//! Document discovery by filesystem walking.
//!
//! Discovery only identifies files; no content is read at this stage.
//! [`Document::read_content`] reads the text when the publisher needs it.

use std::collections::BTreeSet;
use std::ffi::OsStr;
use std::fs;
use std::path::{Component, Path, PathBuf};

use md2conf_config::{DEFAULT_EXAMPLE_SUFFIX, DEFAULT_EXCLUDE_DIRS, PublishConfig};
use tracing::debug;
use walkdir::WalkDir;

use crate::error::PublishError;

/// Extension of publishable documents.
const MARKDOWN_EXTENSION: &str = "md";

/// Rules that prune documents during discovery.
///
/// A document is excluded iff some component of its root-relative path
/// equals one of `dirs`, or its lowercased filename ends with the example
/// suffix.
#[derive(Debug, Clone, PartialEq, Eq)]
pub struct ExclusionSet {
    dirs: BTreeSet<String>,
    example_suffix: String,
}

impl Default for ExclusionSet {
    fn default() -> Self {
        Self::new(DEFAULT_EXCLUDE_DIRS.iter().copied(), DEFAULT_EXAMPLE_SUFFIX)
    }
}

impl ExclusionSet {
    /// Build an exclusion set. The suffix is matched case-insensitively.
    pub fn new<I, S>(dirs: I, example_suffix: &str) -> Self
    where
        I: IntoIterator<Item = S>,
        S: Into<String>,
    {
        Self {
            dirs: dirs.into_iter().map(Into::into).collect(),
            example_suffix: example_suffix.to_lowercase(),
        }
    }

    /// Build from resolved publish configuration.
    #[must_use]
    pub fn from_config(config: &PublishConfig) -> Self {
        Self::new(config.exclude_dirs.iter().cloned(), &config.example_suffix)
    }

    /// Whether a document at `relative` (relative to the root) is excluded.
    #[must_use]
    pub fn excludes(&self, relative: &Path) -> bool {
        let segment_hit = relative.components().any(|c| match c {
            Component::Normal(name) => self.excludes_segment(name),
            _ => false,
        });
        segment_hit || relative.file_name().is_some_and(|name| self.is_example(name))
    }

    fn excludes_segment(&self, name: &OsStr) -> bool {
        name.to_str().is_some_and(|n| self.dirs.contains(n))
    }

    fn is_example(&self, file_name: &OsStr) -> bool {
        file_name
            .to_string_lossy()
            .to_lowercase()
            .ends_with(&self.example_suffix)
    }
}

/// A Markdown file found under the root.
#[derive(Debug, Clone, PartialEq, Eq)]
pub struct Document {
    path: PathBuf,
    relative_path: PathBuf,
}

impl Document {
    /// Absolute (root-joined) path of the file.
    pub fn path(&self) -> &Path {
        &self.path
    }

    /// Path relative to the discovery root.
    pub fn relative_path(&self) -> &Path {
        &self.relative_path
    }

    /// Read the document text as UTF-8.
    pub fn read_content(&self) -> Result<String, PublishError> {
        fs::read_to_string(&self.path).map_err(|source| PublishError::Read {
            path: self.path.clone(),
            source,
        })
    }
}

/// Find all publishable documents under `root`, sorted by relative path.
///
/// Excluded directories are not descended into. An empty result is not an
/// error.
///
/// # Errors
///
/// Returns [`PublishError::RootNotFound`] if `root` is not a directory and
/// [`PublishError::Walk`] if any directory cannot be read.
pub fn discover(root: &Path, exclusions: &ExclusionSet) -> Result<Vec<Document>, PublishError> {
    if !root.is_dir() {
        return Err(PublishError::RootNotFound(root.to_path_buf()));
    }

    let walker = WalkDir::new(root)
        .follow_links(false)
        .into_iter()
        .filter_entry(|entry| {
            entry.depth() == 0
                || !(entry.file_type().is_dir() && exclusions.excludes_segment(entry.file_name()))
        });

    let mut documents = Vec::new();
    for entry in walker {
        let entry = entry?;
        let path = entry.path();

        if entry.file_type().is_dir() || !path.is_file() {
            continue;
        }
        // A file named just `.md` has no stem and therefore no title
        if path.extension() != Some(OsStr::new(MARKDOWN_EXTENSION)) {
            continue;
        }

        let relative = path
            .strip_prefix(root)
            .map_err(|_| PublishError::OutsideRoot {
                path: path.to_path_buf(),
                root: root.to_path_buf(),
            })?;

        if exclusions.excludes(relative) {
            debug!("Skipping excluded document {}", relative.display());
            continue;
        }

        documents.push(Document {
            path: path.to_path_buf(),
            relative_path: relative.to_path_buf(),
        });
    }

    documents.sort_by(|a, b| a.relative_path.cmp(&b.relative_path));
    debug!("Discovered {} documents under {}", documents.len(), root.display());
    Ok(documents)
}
+===+
* TASK GOAL *
Within the listing, how many lines hold "publishable"? Write only that number.

* RESPONSE BELOW *
2